Exhibit 5.1
[Winstead PC Letterhead]
March 17, 2010
Texas Capital Bancshares, Inc.
2000 McKinney Avenue, Suite 700
Dallas, Texas 75201
2000 McKinney Avenue, Suite 700
Dallas, Texas 75201
Re: | The United States Department of Treasury’s offering of 758,086 Warrants to Purchase Common Stock of Texas Capital Bancshares, Inc. |
Ladies and Gentlemen:
We have acted as legal counsel to Texas Capital Bancshares, Inc., a Delaware corporation (the “Corporation”), in connection with the public offering and sale by the United States Department of Treasury (the “Treasury”) of 758,086 warrants issued on January 16, 2009 (the “Warrants”), representing the right to purchase an aggregate of up to that same number of shares (the “Warrant Shares”) of the Corporation’s common stock, par value $0.01 per share, pursuant to a prospectus supplement, dated March 11, 2010, and the accompanying prospectus dated July 28, 2009 (such documents, collectively, the “Prospectus”) that form part of the Company’s effective registration statement on Form S-3, as amended (File No. 333-157302) (the “Registration Statement”), filed by the Company with the Securities and Exchange Commission (the “Commission”) under the Securities Act of 1933, as amended (the “Securities Act”).
This opinion is being furnished in accordance with the requirements of Item 601(b)(5) of Regulation S-K under the Securities Act.
In connection with this opinion, we have examined originals or copies, certified or otherwise identified to our satisfaction, of (i) the Registration Statement, (ii) the Prospectus, (iii) photocopies or certified copies of the Warrants in global form, (iv) the Warrant Agreement dated as of March 11, 2010, among the Corporation, Computershare Trust Company, N.A. and Computershare Inc. (the “Warrant Agreement”), (v) the Certificate of Incorporation, as amended, of the Company, as currently in effect, (vi) the Amended and Restated Bylaws, as amended, of the Company, as currently in effect, and (vii) certain resolutions adopted by the Board of Directors, or a committee thereof, of the Company with respect to the offering and sale of the Warrants by the Treasury. We have also examined originals or copies, certified or otherwise identified to our satisfaction, of such records of the Company and such agreements, certificates of public officials, certificates of officers or other representatives of the Company and others, and such other documents, certificates and records, as we have deemed necessary or appropriate as a basis for the opinion set forth herein.
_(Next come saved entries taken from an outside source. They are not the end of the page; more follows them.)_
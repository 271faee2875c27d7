//! Date/time recognition for raw string values.
//!
//! A value is temporal when it parses under one of a fixed list of formats.
//! The list is ordered: the first matching format wins, so day-first layouts
//! are tried before month-first ones.

use chrono::{DateTime, NaiveDate, NaiveDateTime, NaiveTime};

const DATETIME_FORMATS: &[&str] = &[
    "%Y-%m-%d %H:%M:%S",
    "%Y-%m-%dT%H:%M:%S",
    "%Y-%m-%d %H:%M:%S%.f",
    "%Y-%m-%dT%H:%M:%S%.f",
    "%Y-%m-%d %H:%M",
    "%Y/%m/%d %H:%M:%S",
];

const DATE_FORMATS: &[&str] = &[
    "%Y-%m-%d", "%Y/%m/%d", "%d/%m/%Y", "%m/%d/%Y", "%d-%m-%Y", "%d.%m.%Y",
];

/// Parses a raw string as a date/time.
///
/// Date-only values resolve to midnight. RFC 3339 values with an offset are
/// normalised to UTC.
pub fn parse_datetime(raw: &str) -> Option<NaiveDateTime> {
    let s = raw.trim();
    if s.is_empty() {
        return None;
    }

    if let Ok(dt) = DateTime::parse_from_rfc3339(s) {
        return Some(dt.naive_utc());
    }

    for fmt in DATETIME_FORMATS {
        if let Ok(dt) = NaiveDateTime::parse_from_str(s, fmt) {
            return Some(dt);
        }
    }

    DATE_FORMATS
        .iter()
        .find_map(|fmt| NaiveDate::parse_from_str(s, fmt).ok())
        .map(|d| d.and_time(NaiveTime::MIN))
}

/// Formats a date/time the way tables and charts display it.
///
/// Midnight values print as a bare date.
pub fn format_datetime(dt: &NaiveDateTime) -> String {
    if dt.time() == NaiveTime::MIN {
        dt.format("%Y-%m-%d").to_string()
    } else {
        dt.format("%Y-%m-%d %H:%M:%S").to_string()
    }
}
use super::{ChartKind, ChartSpec, View, resolve};
use crate::dataset::temporal::parse_datetime;
use crate::dataset::{ColumnKind, Dataset, Table, Value};
use crate::error::DerivationError;
use crate::profiler::DatasetProfile;

const KEY_KINDS: [ColumnKind; 4] = [
    ColumnKind::Numeric,
    ColumnKind::Temporal,
    ColumnKind::Categorical,
    ColumnKind::Unknown,
];

/// `value` ordered ascending by `key`.
///
/// Text keys are promoted to date/times when every one of them parses as
/// one. Rows missing either cell are dropped. Keys mixing incomparable value
/// types fail the whole view before anything is sorted.
pub fn derive(
    dataset: &Dataset,
    profile: &DatasetProfile,
    key: &str,
    value: &str,
) -> Result<View, DerivationError> {
    let key_col = resolve(dataset, profile, key, &KEY_KINDS, "sortable")?;
    let val_col = resolve(dataset, profile, value, &[ColumnKind::Numeric], "numeric")?;

    let keys = coerce_temporal(key_col.values());

    let mut rows: Vec<(Value, f64)> = Vec::with_capacity(keys.len());
    let mut dropped = 0;
    for (k, v) in keys.into_iter().zip(val_col.numbers()) {
        match (k, v) {
            (Some(k), Some(v)) => rows.push((k, v)),
            _ => dropped += 1,
        }
    }

    if rows.is_empty() {
        return Err(DerivationError::insufficient(format!(
            "no rows with both '{key}' and '{value}'"
        )));
    }

    if let Some((first, _)) = rows.first()
        && rows.iter().any(|(k, _)| !k.same_variant(first))
    {
        return Err(DerivationError::UnsortableKey {
            column: key.to_owned(),
        });
    }

    rows.sort_by(|a, b| a.0.compare(&b.0).unwrap_or(std::cmp::Ordering::Equal));

    let mut table = Table::new(vec![key.to_owned(), value.to_owned()]);
    for (k, v) in rows {
        table.push_row(vec![Some(k), Some(Value::Number(v))]);
    }

    if dropped > 0 {
        tracing::debug!("Trend '{value}' over '{key}' dropped {dropped} incomplete rows");
    }

    Ok(View {
        name: String::new(),
        table,
        chart: Some(ChartSpec::new(
            ChartKind::Line,
            format!("{value} over {key}"),
            key,
            value,
        )),
        dropped_rows: dropped,
    })
}

/// Promotes text keys to date/times if all of them parse; otherwise returns
/// the keys unchanged.
fn coerce_temporal(values: &[Option<Value>]) -> Vec<Option<Value>> {
    let mut present = values.iter().flatten().peekable();
    let all_dates = present.peek().is_some()
        && present.all(|v| v.as_text().and_then(parse_datetime).is_some());

    if !all_dates {
        return values.to_vec();
    }

    values
        .iter()
        .map(|v| {
            v.as_ref()
                .and_then(Value::as_text)
                .and_then(parse_datetime)
                .map(Value::DateTime)
        })
        .collect()
}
In our examination, we have assumed and have not verified (i) the legal capacity of all natural persons, (ii) the genuineness of all signatures (other than persons signing on behalf of the Company), (iii) the authenticity of all documents submitted to us as originals, (iv) the conformity with the originals of all documents supplied to us as copies, (v) the accuracy and completeness of
all corporate records and documents made available to us by the Company, and (vi) that the foregoing documents, in the form submitted to us for our review, have not been altered or amended in any respect material to our opinion stated herein. We have relied as to factual matters upon certificates from officers of the Company and certificates and other documents from public officials and government agencies and departments and we have assumed the accuracy and authenticity of such certificates and documents. In addition, with your permission, we have expressly assumed the due authorization, execution and delivery of the Warrant Agreement by all parties other than the Corporation.
The following opinion is limited in all respects to matters of the General Corporation Law of the State of Delaware (including the statutory provisions, all applicable provisions of the Delaware Constitution and reported judicial decisions interpreting the foregoing), the laws of the State of New York, and U.S. federal law, and we express no opinion as to the laws of any other jurisdiction.
Based on the foregoing, and subject to the assumptions, qualifications and limitations set forth herein, as of the date hereof, we are of the opinion that the Warrants have been duly authorized and validly issued and constitute valid and binding obligations of the Corporation enforceable in accordance with their terms, subject to applicable bankruptcy, reorganization, insolvency, moratorium, fraudulent conveyance or other similar laws affecting the rights of creditors now or hereafter in effect, and to equitable principles that may limit the right to specific enforcement of remedies; and that when issued, delivered to and paid for by the exercising holder of the Warrants in accordance with the terms of the Warrants, the Warrant Shares will be validly issued, fully paid and nonassessable.
We hereby consent to the filing of this opinion with the Commission as an exhibit to the Registration Statement. We also consent to the reference to our firm under the caption “Legal Matters” in the Prospectus. In giving this consent, we do not thereby admit that we are included in the category of persons whose consent is required under Section 7 of the Securities Act or the rules and regulations of the Commission.